Shifting Ground
3rd – 13th December
Shifting Ground brings together six diverse Brisbane artists whose works address contemporary experiences of the landscape. Stepping in to the landscape to perform, interact, reflect and respond, these artists present new ways of seeing and experiencing the natural world. With a focus on intermedia dialogue and interventions in the conventional, Shifting Ground provides insight into contemporary Brisbane practitioners who critically approach and push the landscape genre.
Featuring:
Rachael Bartram
Mitchell Donaldson
Ricky Larry
Kay Lawrence
Sarah Poulgrain
Matthew Sneesby
Curated by Katelyn-Jane Dunn and Madeleine Keinonen
BELT
Laini Burton
15th October – 20th October
BELT gives form to the notion that life is a state of continual evolution and expansion, and proposes that we exist along a cosmic belt.
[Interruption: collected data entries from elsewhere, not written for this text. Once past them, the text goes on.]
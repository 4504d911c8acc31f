use crate::override_cycles::{OverrideAssignment, PatternError, ReadPattern};
use crate::serde_helpers::{clamped_mismatches, index_cycles, optional_pattern, positive_lanes};
use index_seq::{IndexSeq, SeqError};
use serde::{Deserialize, Serialize};
use strum_macros::{AsRefStr, Display, EnumIter};

/// Which of the two index reads.
#[derive(
    Debug, Clone, Copy, PartialEq, Eq, PartialOrd, Ord, Hash, Serialize, Deserialize, Display,
    AsRefStr, EnumIter,
)]
pub enum IndexRead {
    #[serde(rename = "i7")]
    #[strum(serialize = "i7")]
    I7,
    #[serde(rename = "i5")]
    #[strum(serialize = "i5")]
    I5,
}

/// Lanes a sample is loaded on.
#[derive(Debug, Clone, PartialEq, Eq)]
pub enum Lanes {
    /// Every lane of the flowcell.
    Any,
    Lanes(Vec<usize>),
}

impl Lanes {
    /// Concrete lane numbers for a flowcell with `lane_count` lanes.
    pub fn resolve(&self, lane_count: usize) -> Vec<usize> {
        match self {
            Lanes::Any => (1..=lane_count).collect(),
            Lanes::Lanes(lanes) => lanes.clone(),
        }
    }
}

impl From<&[usize]> for Lanes {
    fn from(lanes: &[usize]) -> Self {
        if lanes.is_empty() {
            Lanes::Any
        } else {
            let mut lanes = lanes.to_vec();
            lanes.sort_unstable();
            lanes.dedup();
            Lanes::Lanes(lanes)
        }
    }
}

/// An index oligo assigned to a sample.
#[derive(Debug, Clone, PartialEq, Eq, Serialize, Deserialize)]
pub struct Index {
    #[serde(default)]
    pub name: String,
    pub sequence: IndexSeq,
    #[serde(default, skip_serializing_if = "Option::is_none")]
    pub well_position: Option<String>,
}

impl Index {
    pub fn new(name: &str, sequence: &str) -> Result<Self, SeqError> {
        Ok(Index {
            name: name.to_string(),
            sequence: sequence.parse()?,
            well_position: None,
        })
    }

    pub fn len(&self) -> usize {
        self.sequence.len()
    }

    pub fn is_empty(&self) -> bool {
        self.sequence.is_empty()
    }
}

/// A sample on the run, with its index assignment and demultiplexing settings.
#[derive(Debug, Clone, Default, PartialEq, Serialize, Deserialize)]
#[serde(default)]
pub struct Sample {
    pub id: String,
    pub sample_id: String,
    pub sample_name: String,
    pub test_id: String,
    pub project: String,
    pub description: String,
    pub index_kit_name: Option<String>,
    pub index1: Option<Index>,
    pub index2: Option<Index>,
    /// Empty means every lane of the flowcell.
    #[serde(deserialize_with = "positive_lanes")]
    pub lanes: Vec<usize>,
    #[serde(deserialize_with = "index_cycles")]
    pub index1_cycles: Option<usize>,
    #[serde(deserialize_with = "index_cycles")]
    pub index2_cycles: Option<usize>,
    #[serde(deserialize_with = "optional_pattern")]
    pub read1_override_pattern: Option<ReadPattern>,
    #[serde(deserialize_with = "optional_pattern")]
    pub read2_override_pattern: Option<ReadPattern>,
    pub index1_override_pattern: Option<String>,
    pub index2_override_pattern: Option<String>,
    pub override_cycles: Option<String>,
    #[serde(deserialize_with = "clamped_mismatches")]
    pub barcode_mismatches_index1: Option<u8>,
    #[serde(deserialize_with = "clamped_mismatches")]
    pub barcode_mismatches_index2: Option<u8>,
}

impl Sample {
    pub fn new(sample_id: &str) -> Self {
        Sample {
            id: sample_id.to_string(),
            sample_id: sample_id.to_string(),
            ..Default::default()
        }
    }

    pub fn with_index1(mut self, sequence: &str) -> Result<Self, SeqError> {
        self.index1 = Some(Index::new("", sequence)?);
        Ok(self)
    }

    pub fn with_index2(mut self, sequence: &str) -> Result<Self, SeqError> {
        self.index2 = Some(Index::new("", sequence)?);
        Ok(self)
    }

    pub fn with_lanes(mut self, lanes: impl IntoIterator<Item = usize>) -> Self {
        self.lanes = lanes.into_iter().filter(|&l| l > 0).collect();
        self
    }

    pub fn with_index_cycles(mut self, index1: Option<usize>, index2: Option<usize>) -> Self {
        self.index1_cycles = index1.map(|c| c.max(1));
        self.index2_cycles = index2.map(|c| c.max(1));
        self
    }

    pub fn with_read_patterns(
        mut self,
        read1: Option<&str>,
        read2: Option<&str>,
    ) -> Result<Self, PatternError> {
        self.read1_override_pattern = read1.map(str::parse::<ReadPattern>).transpose()?;
        self.read2_override_pattern = read2.map(str::parse::<ReadPattern>).transpose()?;
        Ok(self)
    }

    pub fn with_barcode_mismatches(mut self, index1: Option<u8>, index2: Option<u8>) -> Self {
        self.barcode_mismatches_index1 = index1.map(|m| m.min(3));
        self.barcode_mismatches_index2 = index2.map(|m| m.min(3));
        self
    }

    /// Name shown in messages: the sample id, else the sample name, else the internal id.
    pub fn display_name(&self) -> &str {
        [&self.sample_id, &self.sample_name, &self.id]
            .into_iter()
            .find(|s| !s.is_empty())
            .map_or("", String::as_str)
    }

    pub fn lane_spec(&self) -> Lanes {
        Lanes::from(self.lanes.as_slice())
    }

    /// A sample counts as indexed once it has an i7.
    pub fn has_index(&self) -> bool {
        self.index1.is_some()
    }

    pub fn index(&self, read: IndexRead) -> Option<&Index> {
        match read {
            IndexRead::I7 => self.index1.as_ref(),
            IndexRead::I5 => self.index2.as_ref(),
        }
    }

    pub fn index_seq(&self, read: IndexRead) -> Option<&IndexSeq> {
        self.index(read).map(|i| &i.sequence)
    }

    pub fn i7(&self) -> Option<&IndexSeq> {
        self.index_seq(IndexRead::I7)
    }

    pub fn i5(&self) -> Option<&IndexSeq> {
        self.index_seq(IndexRead::I5)
    }

    /// Explicit cycle override, else the assigned sequence length, else 0.
    pub fn effective_index_length(&self, read: IndexRead) -> usize {
        let explicit = match read {
            IndexRead::I7 => self.index1_cycles,
            IndexRead::I5 => self.index2_cycles,
        };
        explicit.unwrap_or_else(|| self.index(read).map_or(0, Index::len))
    }

    /// Set the i7 (and i5, when the pair has one) from a kit pair. Any
    /// previous i5 is dropped.
    pub fn assign_pair(&mut self, index1: Index, index2: Option<Index>) {
        self.index1 = Some(index1);
        self.index2 = index2;
    }

    pub fn assign_index(&mut self, read: IndexRead, index: Index) {
        match read {
            IndexRead::I7 => self.index1 = Some(index),
            IndexRead::I5 => self.index2 = Some(index),
        }
    }

    /// Remove both indexes and everything derived from them.
    pub fn clear_index(&mut self) {
        self.index1 = None;
        self.index2 = None;
        self.index_kit_name = None;
        self.apply_override_assignment(OverrideAssignment::Cleared);
    }

    /// Store a freshly computed override-cycles assignment on this sample.
    pub fn apply_override_assignment(&mut self, assignment: OverrideAssignment) {
        match assignment {
            OverrideAssignment::Cleared => {
                self.override_cycles = None;
                self.index1_override_pattern = None;
                self.index2_override_pattern = None;
            }
            OverrideAssignment::Computed {
                override_cycles,
                index1_pattern,
                index2_pattern,
            } => {
                self.override_cycles = Some(override_cycles);
                if index1_pattern.is_some() {
                    self.index1_override_pattern = index1_pattern;
                }
                if index2_pattern.is_some() {
                    self.index2_override_pattern = index2_pattern;
                }
            }
        }
    }
}

#[cfg(test)]
mod tests {
    use super::*;
    use pretty_assertions::assert_eq;

    #[test]
    fn test_effective_index_length() -> anyhow::Result<()> {
        let s = Sample::new("S1").with_index1("ACGTACGT")?;
        assert_eq!(s.effective_index_length(IndexRead::I7), 8);
        assert_eq!(s.effective_index_length(IndexRead::I5), 0);

        let s = s.with_index_cycles(Some(10), None);
        assert_eq!(s.effective_index_length(IndexRead::I7), 10);

        let s = Sample::new("S2").with_index_cycles(None, Some(0));
        assert_eq!(s.effective_index_length(IndexRead::I5), 1);
        Ok(())
    }

    #[test]
    fn test_lanes() {
        let all = Sample::new("S1").lane_spec();
        assert_eq!(all, Lanes::Any);
        assert_eq!(all.resolve(4), vec![1, 2, 3, 4]);

        let some = Sample::new("S2").with_lanes([3, 2, 3]).lane_spec();
        assert_eq!(some, Lanes::Lanes(vec![2, 3]));
        assert_eq!(some.resolve(8), vec![2, 3]);
    }

    #[test]
    fn test_display_name() {
        let mut s = Sample {
            id: "internal".to_string(),
            ..Default::default()
        };
        assert_eq!(s.display_name(), "internal");
        s.sample_name = "Liver".to_string();
        assert_eq!(s.display_name(), "Liver");
        s.sample_id = "S-01".to_string();
        assert_eq!(s.display_name(), "S-01");
    }

    #[test]
    fn test_deserialize_normalizes() -> anyhow::Result<()> {
        let s: Sample = serde_json::from_str(
            r#"{
                "sample_id": "S1",
                "index1": {"name": "D701", "sequence": "attactcg"},
                "lanes": [0, 2, -1, 3],
                "index1_cycles": -4,
                "read1_override_pattern": "n2y*",
                "read2_override_pattern": "",
                "barcode_mismatches_index1": 7,
                "barcode_mismatches_index2": -2
            }"#,
        )?;
        assert_eq!(s.i7().map(|s| s.as_str()), Some("ATTACTCG"));
        assert_eq!(s.lanes, vec![2, 3]);
        assert_eq!(s.index1_cycles, Some(1));
        assert_eq!(
            s.read1_override_pattern.as_ref().map(ReadPattern::as_str),
            Some("N2Y*")
        );
        assert_eq!(s.read2_override_pattern, None);
        assert_eq!(s.barcode_mismatches_index1, Some(3));
        assert_eq!(s.barcode_mismatches_index2, Some(0));
        Ok(())
    }

    #[test]
    fn test_deserialize_rejects_bad_input() {
        assert!(serde_json::from_str::<Sample>(
            r#"{"sample_id": "S1", "index1": {"sequence": "ACGX"}}"#
        )
        .is_err());
        assert!(serde_json::from_str::<Sample>(
            r#"{"sample_id": "S1", "read1_override_pattern": "Q5Y*"}"#
        )
        .is_err());
    }

    #[test]
    fn test_apply_assignment() {
        let mut s = Sample::new("S1");
        s.index1_override_pattern = Some("I8".to_string());
        s.index2_override_pattern = Some("I8".to_string());
        s.apply_override_assignment(OverrideAssignment::Computed {
            override_cycles: "Y151;I10;Y151".to_string(),
            index1_pattern: Some("I10".to_string()),
            index2_pattern: None,
        });
        assert_eq!(s.override_cycles.as_deref(), Some("Y151;I10;Y151"));
        assert_eq!(s.index1_override_pattern.as_deref(), Some("I10"));
        assert_eq!(s.index2_override_pattern.as_deref(), Some("I8"));

        s.apply_override_assignment(OverrideAssignment::Cleared);
        assert_eq!(s.override_cycles, None);
        assert_eq!(s.index1_override_pattern, None);
        assert_eq!(s.index2_override_pattern, None);
    }

    #[test]
    fn test_assign_and_clear() -> anyhow::Result<()> {
        let mut s = Sample::new("S1").with_index2("GGGGGGGG")?;
        s.assign_pair(Index::new("D701", "ATTACTCG")?, None);
        assert_eq!(s.i7().map(|i| i.as_str()), Some("ATTACTCG"));
        assert_eq!(s.index2, None);

        s.assign_index(IndexRead::I5, Index::new("D501", "tatagcct")?);
        assert_eq!(s.index(IndexRead::I5).map(|i| i.name.as_str()), Some("D501"));
        assert_eq!(s.i5().map(|i| i.as_str()), Some("TATAGCCT"));

        s.index_kit_name = Some("Kit".to_string());
        s.override_cycles = Some("Y151;I8N2;I8N2;Y151".to_string());
        s.index1_override_pattern = Some("I8N2".to_string());
        s.clear_index();
        assert!(!s.has_index());
        assert_eq!(s.index2, None);
        assert_eq!(s.index_kit_name, None);
        assert_eq!(s.override_cycles, None);
        assert_eq!(s.index1_override_pattern, None);
        Ok(())
    }
}
use itertools::Itertools;
use run_types::Sample;
use serde::{Deserialize, Serialize};
use std::fmt;

/// A `sample_id` used by more than one sample of a run.
#[derive(Debug, Clone, PartialEq, Eq, Serialize, Deserialize)]
pub struct DuplicateSampleId {
    pub sample_id: String,
    pub count: usize,
}

impl fmt::Display for DuplicateSampleId {
    fn fmt(&self, f: &mut fmt::Formatter<'_>) -> fmt::Result {
        write!(
            f,
            "Duplicate sample_id '{}' found {} times",
            self.sample_id, self.count
        )
    }
}

/// Duplicated ids in order of first appearance. Blank ids are not compared.
pub fn duplicate_sample_ids(samples: &[Sample]) -> Vec<DuplicateSampleId> {
    let ids = samples
        .iter()
        .map(|s| s.sample_id.as_str())
        .filter(|id| !id.is_empty())
        .collect_vec();
    ids.iter()
        .unique()
        .filter_map(|&id| {
            let count = ids.iter().filter(|&&other| other == id).count();
            (count > 1).then(|| DuplicateSampleId {
                sample_id: id.to_string(),
                count,
            })
        })
        .collect()
}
By fate or by choice, we find ourselves experiencing limitations that are at times beyond our capacity to overcome. At the same time, these limitations can become the very source for our being in the world, even as they split us in two, into sometimes-irreconcilable states of desire and reality. This installation takes Inspiration from Davida Allen’s text The Divided Heart: Art and Motherhood, and reflects upon competing roles that Burton herself occupies.
Enchanted Forest
Ann Russell
15th – 20th October
Ann Russell works with liminal spaces caught just outside ‘real’ existence, seen and simultaneously unseen. Her works are depictions of these spaces, often based on Surreal narratives using mixed media in a bricolage form; combining elements and symbols that retain some of their meaning from our world, juxtaposed with new meaning in the worlds Russell creates. Within the possibilities of these other worlds Russell aims to investigate transcendence, sacredness, memory, time and space. Russell tries to undo our understanding of the world and our existence in it as linear and rational; creating not just depictions of other worlds, but also ‘thinning the veil’ by creating portals through which the audience can move to these other places and dimensions.
Residual Risk
Robert Andrew
2nd October – 11th October
Within this exhibition Robert Andrew investigates the combination of contrasting natural and technology-based materials, to highlight the contradictions that exist within the duality of his combined background. The repurposing and merging of these disparate elements give the opportunity to talk about the conflict, as well as the strengths that have surfaced within moments of chance that will, or have, developed over time. Constantly cross-referencing many historical, cultural, political and personal events, the work explores components that have been ignored buried and distanced by the dominant paradigms of our western cultures.